**Task brief**: Stop after the line containing "let uptime = STARTED_AT.elapsed().as_secs();"; retype every line of the data before it exactly, starting from the first.
^^^^^^^^^^^^^^^^
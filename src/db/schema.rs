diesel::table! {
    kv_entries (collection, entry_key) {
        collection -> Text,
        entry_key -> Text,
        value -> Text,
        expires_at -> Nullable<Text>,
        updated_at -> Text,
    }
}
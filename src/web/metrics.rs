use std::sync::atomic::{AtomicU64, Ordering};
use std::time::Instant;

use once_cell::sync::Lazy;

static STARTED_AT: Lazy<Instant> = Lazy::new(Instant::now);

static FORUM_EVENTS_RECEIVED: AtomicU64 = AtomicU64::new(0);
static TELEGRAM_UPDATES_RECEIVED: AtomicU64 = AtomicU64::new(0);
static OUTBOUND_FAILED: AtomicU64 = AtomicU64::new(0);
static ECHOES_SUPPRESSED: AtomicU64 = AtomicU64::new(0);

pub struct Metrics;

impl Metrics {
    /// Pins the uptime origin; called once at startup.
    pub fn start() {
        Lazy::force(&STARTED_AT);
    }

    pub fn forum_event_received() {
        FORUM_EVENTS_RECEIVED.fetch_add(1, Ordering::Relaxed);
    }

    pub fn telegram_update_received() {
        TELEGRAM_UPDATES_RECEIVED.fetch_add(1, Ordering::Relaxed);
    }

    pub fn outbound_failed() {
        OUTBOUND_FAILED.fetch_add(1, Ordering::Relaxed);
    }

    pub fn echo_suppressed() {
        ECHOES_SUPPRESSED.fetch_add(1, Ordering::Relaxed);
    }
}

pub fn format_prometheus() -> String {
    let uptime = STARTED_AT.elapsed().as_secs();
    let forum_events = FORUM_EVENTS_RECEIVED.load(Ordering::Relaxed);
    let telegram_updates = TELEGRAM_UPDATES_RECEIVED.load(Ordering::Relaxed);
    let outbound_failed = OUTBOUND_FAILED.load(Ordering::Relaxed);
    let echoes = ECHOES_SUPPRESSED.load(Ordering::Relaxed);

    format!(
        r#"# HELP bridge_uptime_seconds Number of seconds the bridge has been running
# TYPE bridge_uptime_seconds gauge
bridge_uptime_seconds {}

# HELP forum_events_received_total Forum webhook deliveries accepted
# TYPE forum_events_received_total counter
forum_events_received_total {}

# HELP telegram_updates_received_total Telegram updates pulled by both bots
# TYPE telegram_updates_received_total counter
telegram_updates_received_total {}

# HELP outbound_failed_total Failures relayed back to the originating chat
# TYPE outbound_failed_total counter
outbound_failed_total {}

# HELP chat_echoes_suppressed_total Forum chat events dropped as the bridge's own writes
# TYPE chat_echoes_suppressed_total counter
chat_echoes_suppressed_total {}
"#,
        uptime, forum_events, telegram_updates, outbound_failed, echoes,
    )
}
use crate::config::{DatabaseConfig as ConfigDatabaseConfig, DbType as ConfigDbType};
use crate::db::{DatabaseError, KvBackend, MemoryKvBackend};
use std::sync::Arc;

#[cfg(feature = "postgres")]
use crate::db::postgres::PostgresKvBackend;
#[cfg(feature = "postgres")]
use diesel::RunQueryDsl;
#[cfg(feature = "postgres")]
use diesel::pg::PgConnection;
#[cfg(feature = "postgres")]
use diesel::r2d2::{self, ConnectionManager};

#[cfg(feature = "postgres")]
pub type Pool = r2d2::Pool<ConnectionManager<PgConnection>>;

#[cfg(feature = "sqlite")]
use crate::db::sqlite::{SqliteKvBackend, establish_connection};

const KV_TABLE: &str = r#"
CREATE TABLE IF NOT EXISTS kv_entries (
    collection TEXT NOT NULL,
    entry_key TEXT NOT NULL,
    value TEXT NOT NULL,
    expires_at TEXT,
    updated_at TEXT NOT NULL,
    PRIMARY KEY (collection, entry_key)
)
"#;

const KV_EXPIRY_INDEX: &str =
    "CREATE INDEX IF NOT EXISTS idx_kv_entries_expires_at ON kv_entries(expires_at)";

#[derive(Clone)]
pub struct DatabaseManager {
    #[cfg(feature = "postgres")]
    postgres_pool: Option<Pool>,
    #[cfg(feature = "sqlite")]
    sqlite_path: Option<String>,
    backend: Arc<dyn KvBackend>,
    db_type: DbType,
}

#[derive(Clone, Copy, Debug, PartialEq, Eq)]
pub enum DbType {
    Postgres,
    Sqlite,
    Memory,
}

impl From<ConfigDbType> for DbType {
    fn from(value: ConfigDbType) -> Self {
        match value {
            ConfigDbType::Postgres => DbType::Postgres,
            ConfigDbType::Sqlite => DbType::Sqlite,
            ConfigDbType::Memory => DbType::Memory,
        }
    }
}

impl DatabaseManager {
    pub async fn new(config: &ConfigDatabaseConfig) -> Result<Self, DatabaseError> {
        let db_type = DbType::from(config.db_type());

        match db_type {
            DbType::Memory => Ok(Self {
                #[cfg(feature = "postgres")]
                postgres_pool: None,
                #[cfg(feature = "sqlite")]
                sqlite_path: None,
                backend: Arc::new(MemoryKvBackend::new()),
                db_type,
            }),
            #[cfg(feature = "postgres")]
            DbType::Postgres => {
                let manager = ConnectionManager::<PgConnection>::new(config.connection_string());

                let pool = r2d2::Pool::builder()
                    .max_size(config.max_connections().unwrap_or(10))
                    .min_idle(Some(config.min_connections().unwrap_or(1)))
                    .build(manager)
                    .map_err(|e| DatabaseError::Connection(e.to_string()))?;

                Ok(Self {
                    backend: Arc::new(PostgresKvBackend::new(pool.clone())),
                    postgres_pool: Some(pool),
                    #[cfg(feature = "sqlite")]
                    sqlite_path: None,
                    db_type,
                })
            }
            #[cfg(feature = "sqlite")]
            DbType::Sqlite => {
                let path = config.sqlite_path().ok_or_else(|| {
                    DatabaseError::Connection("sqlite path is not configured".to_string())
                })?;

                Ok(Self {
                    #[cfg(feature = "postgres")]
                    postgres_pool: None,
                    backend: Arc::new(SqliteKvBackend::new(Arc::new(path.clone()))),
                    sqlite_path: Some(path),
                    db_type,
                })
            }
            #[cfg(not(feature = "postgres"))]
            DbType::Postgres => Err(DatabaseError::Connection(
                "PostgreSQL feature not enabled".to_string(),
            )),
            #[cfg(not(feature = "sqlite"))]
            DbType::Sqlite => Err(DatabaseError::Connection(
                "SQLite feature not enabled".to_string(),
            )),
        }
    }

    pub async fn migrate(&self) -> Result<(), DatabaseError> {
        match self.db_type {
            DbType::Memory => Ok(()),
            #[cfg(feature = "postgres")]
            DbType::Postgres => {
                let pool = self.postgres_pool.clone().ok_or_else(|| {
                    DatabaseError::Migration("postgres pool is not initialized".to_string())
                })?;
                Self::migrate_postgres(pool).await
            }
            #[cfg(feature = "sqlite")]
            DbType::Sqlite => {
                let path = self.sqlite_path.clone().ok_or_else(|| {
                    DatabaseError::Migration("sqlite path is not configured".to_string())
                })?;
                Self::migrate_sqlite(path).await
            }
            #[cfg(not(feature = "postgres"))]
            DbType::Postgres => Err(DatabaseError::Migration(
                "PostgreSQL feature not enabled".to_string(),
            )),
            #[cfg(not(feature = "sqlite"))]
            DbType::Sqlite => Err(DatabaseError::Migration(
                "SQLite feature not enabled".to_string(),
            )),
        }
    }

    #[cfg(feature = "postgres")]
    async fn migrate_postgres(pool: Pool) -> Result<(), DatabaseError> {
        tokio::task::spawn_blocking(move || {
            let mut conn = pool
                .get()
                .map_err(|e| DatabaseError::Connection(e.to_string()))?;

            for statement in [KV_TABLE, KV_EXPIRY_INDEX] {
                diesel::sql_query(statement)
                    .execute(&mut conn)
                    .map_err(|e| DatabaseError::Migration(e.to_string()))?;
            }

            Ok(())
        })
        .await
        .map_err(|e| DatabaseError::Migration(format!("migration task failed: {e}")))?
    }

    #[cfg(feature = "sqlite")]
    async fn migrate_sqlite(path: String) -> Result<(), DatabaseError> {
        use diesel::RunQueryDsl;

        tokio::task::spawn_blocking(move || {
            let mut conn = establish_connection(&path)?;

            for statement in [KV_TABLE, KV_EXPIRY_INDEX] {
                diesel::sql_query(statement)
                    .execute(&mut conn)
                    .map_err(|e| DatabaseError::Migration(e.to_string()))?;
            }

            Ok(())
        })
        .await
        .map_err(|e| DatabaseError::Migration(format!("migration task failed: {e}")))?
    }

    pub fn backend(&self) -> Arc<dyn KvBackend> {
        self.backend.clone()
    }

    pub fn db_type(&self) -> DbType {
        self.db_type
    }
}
^^^^^^^^^^^^^^^^
**Answer to the problem**:
filename src/db/schema.rs
diesel::table! {
    kv_entries (collection, entry_key) {
        collection -> Text,
        entry_key -> Text,
        value -> Text,
        expires_at -> Nullable<Text>,
        updated_at -> Text,
    }
}
filename src/web/metrics.rs
use std::sync::atomic::{AtomicU64, Ordering};
use std::time::Instant;

use once_cell::sync::Lazy;

static STARTED_AT: Lazy<Instant> = Lazy::new(Instant::now);

static FORUM_EVENTS_RECEIVED: AtomicU64 = AtomicU64::new(0);
static TELEGRAM_UPDATES_RECEIVED: AtomicU64 = AtomicU64::new(0);
static OUTBOUND_FAILED: AtomicU64 = AtomicU64::new(0);
static ECHOES_SUPPRESSED: AtomicU64 = AtomicU64::new(0);

pub struct Metrics;

impl Metrics {
    /// Pins the uptime origin; called once at startup.
    pub fn start() {
        Lazy::force(&STARTED_AT);
    }

    pub fn forum_event_received() {
        FORUM_EVENTS_RECEIVED.fetch_add(1, Ordering::Relaxed);
    }

    pub fn telegram_update_received() {
        TELEGRAM_UPDATES_RECEIVED.fetch_add(1, Ordering::Relaxed);
    }

    pub fn outbound_failed() {
        OUTBOUND_FAILED.fetch_add(1, Ordering::Relaxed);
    }

    pub fn echo_suppressed() {
        ECHOES_SUPPRESSED.fetch_add(1, Ordering::Relaxed);
    }
}

pub fn format_prometheus() -> String {
    let uptime = STARTED_AT.elapsed().as_secs();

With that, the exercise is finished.